The last song, “No Ill Will,” is about accepting the situation and feeling a sense of unity with others in such unexpected circumstances, as well as arriving at a personal space where she held no grudges. 

The song fits within the larger pandemic: at the time Abaya wrote “No Ill Will,” New York City was the center of the American outbreak. She read a New York Times headline that stuck with her and eventually became the opening lyric on “No Ill Will”: “We take the dead from morning until night.” That is one way that the monumental human losses to the pandemic found their way into the backdrop of Abaya’s art, and that aspect of the pandemic’s legacy is still undecided.

“We don’t talk about how many people are dying anymore, like it’s just so normalized,” Abaya said. “At first people were kind of grieving that life was different as we knew it. But actually grieving for what is actually happening? I haven’t seen a lot of that.”

Much of the uncertainty at the beginning of the pandemic has yet to fade, but its effects on art will be lasting, said Corless-Smith, specifically among those who delved into art to pass their time.

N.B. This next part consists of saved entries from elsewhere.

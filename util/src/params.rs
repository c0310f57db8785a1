//! Generic parameters functions

// ---------------------------------------------------------------------------
// IMPORTS
// ---------------------------------------------------------------------------

use serde::de::DeserializeOwned;
use std::fs::read_to_string;
use thiserror::Error;
use toml;

// ---------------------------------------------------------------------------
// ENUMERATIONS
// ---------------------------------------------------------------------------

/// An error that occurs during loading of a parameter file.
#[derive(Debug, Error)]
pub enum LoadError {
    #[error("The software root environment variable (SCOUT_SW_ROOT) is not set")]
    SwRootNotSet,

    #[error("Cannot load the parameter file: {0}")]
    FileLoadError(std::io::Error),

    #[error("Cannot read the parameter file: {0}")]
    DeserialiseError(toml::de::Error)
}

// ---------------------------------------------------------------------------
// PUBLIC FUNCTIONS
// ---------------------------------------------------------------------------

/// Load a parameter file
///
/// The file path is relative to the "scout_sw/params" directory
pub fn load<P>(param_file_path: &str) -> Result<P, LoadError>
where
    P: DeserializeOwned
{
    // Get the params dir
    let mut path = crate::host::get_scout_sw_root()
        .map_err(|_| LoadError::SwRootNotSet)?;
    path.push("params");
    path.push(param_file_path);

    // Load the file into a string
    let params_str = match read_to_string(path) {
        Ok(s) => s,
        Err(e) => return Err(LoadError::FileLoadError(e))
    };

    // Parse the string into the parameter struct
    match toml::from_str(params_str.as_str()) {
        Ok(p) => Ok(p),
        Err(e) => Err(LoadError::DeserialiseError(e))
    }
}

“It’ll be interesting to see what happens moving forward in terms of people’s engagement with art — was it a temporary cathartic release, or was it truthfully a new kind of awareness and investment?” Corless-Smith said. “I suppose that’ll depend on the individual.”

A self-described romantic, Cunningham noted that after the Black Death in mid-14th century Europe, artists created the Renaissance and changed modern history. Aware that art has been shifting into digital realms for years, Cunningham wants her students — like the ones who contributed to the “Quarantine Survival Kit” — to embrace that shift.

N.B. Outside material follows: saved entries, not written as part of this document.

//! Session management
//!
//! A session is a single run of an executable. Each session gets its own
//! timestamped directory under the software root, holding the log file and any
//! CSV archives written during the run.

// ---------------------------------------------------------------------------
// IMPORTS
// ---------------------------------------------------------------------------

// External imports
use chrono::{DateTime, Utc};
use conquer_once::OnceCell;
use std::fs;
use std::path::PathBuf;
use thiserror::Error;

// Internal imports
use crate::time;

// ---------------------------------------------------------------------------
// STATICS
// ---------------------------------------------------------------------------

static SESSION_EPOCH: OnceCell<DateTime<Utc>> = OnceCell::uninit();

// ---------------------------------------------------------------------------
// CONSTANTS
// ---------------------------------------------------------------------------

/// A chrono format string which diplays a timestamp. See
/// https://docs.rs/chrono/0.4.11/chrono/format/strftime/index.html for more
/// information.
const TIMESTAMP_FORMAT: &str = "%Y%m%d_%H%M%S";

// ---------------------------------------------------------------------------
// DATA STRUCTURES
// ---------------------------------------------------------------------------

/// A struct storing information about the current session
#[derive(Clone)]
pub struct Session {
    /// The root directory for this session
    pub session_root: PathBuf,

    /// The root directory for this session's archives
    pub arch_root: PathBuf,

    /// The path to the session's log file
    pub log_file_path: PathBuf,
}

// ---------------------------------------------------------------------------
// ENUMERATIONS
// ---------------------------------------------------------------------------

/// Possible errors associated with the session module.
#[derive(Error, Debug)]
pub enum SessionError {
    #[error("The software root environment variable (SCOUT_SW_ROOT) is not set")]
    SwRootNotSet,

    #[error("Cannot create the session directory: {0}")]
    CannotCreateDir(std::io::Error),

    #[error(
        "Cannot initialise the session epoch, have you already initialised the\
         session? (conquer_once error: {0})"
    )]
    CannotInitEpoch(conquer_once::TryInitError),

    #[error("Cannot get the epoch time, did you forget to initialise the session?")]
    CannotGetEpoch,
}

// ---------------------------------------------------------------------------
// IMPLEMENTATIONS
// ---------------------------------------------------------------------------

impl Session {
    /// Start a new session within the given directory.
    ///
    /// This will create a new session directory named `{exec_name}_{timestamp}`
    pub fn new(exec_name: &str, sessions_dir: &str) -> Result<Self, SessionError> {
        // Set the session epoch
        match SESSION_EPOCH.try_init_once(Utc::now) {
            Ok(_) => (),
            Err(e) => return Err(SessionError::CannotInitEpoch(e)),
        };

        // Format the session epoch as a timestamp
        let timestamp = match SESSION_EPOCH.get() {
            Some(e) => e.format(TIMESTAMP_FORMAT),
            None => return Err(SessionError::CannotGetEpoch),
        };

        // Get the root directory
        let root = crate::host::get_scout_sw_root().map_err(|_| SessionError::SwRootNotSet)?;

        // Create the session path
        let mut path: PathBuf = root;
        path.push(String::from(sessions_dir));
        path.push(format!("{}_{}", exec_name, timestamp));

        // Create the directory
        match fs::create_dir_all(path.clone()) {
            Ok(_) => (),
            Err(e) => return Err(SessionError::CannotCreateDir(e)),
        };

        // Create the archive dir
        let mut arch_path: PathBuf = path.clone();
        arch_path.push("arch");
        match fs::create_dir_all(arch_path.clone()) {
            Ok(_) => (),
            Err(e) => return Err(SessionError::CannotCreateDir(e)),
        };

        // Create the log file path
        let mut log_file_path = path.clone();
        log_file_path.push(format!("{}.log", exec_name));

        // Build the session struct
        Ok(Session {
            session_root: path,
            arch_root: arch_path,
            log_file_path,
        })
    }
}

// ---------------------------------------------------------------------------
// PUBLIC FUNCTIONS
// ---------------------------------------------------------------------------

/// Get the number of seconds elapsed since the start of the session.
///
/// # Panics
/// - This function will panic if the session epoch has not been
///   initialised, which is performed on creating a new Session instance.
pub fn get_elapsed_seconds() -> f64 {
    match SESSION_EPOCH.get() {
        Some(e) => {
            let elapsed = Utc::now() - *e;
            match time::duration_to_seconds(elapsed) {
                Some(s) => s,
                None => std::f64::NAN,
            }
        }
        None => panic!("Cannot get the session epoch!"),
    }
}

/// Return a reference to the session's epoch.
///
/// # Panics
/// - This function will panic if the session epoch has not been
///   initialised, which is performed on creating a new Session instance.
pub fn get_epoch() -> &'static DateTime<Utc> {
    match SESSION_EPOCH.get() {
        Some(e) => e,
        None => panic!("Cannot get the session epoch!"),
    }
}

Whether we emerge from the coronavirus pandemic in 2021 or 2030 with an artistic renaissance or the buck stops with Avenue Beat’s “F2020,” art — be it poetry, painting, photography, TikTok or something as of yet unconceived — has given many people tools to cope with the extraordinary pressures of 2020.

“I believe in our ability to reach a multitude and to communicate beyond conflict or communicate through conflict and to reach people’s hearts and minds in ways that a lot of other things don’t have the capability to,” Cunningham said. “I mean, so much of art can be political, art can be therapy, art can help give visionary quality to things that don’t exist.”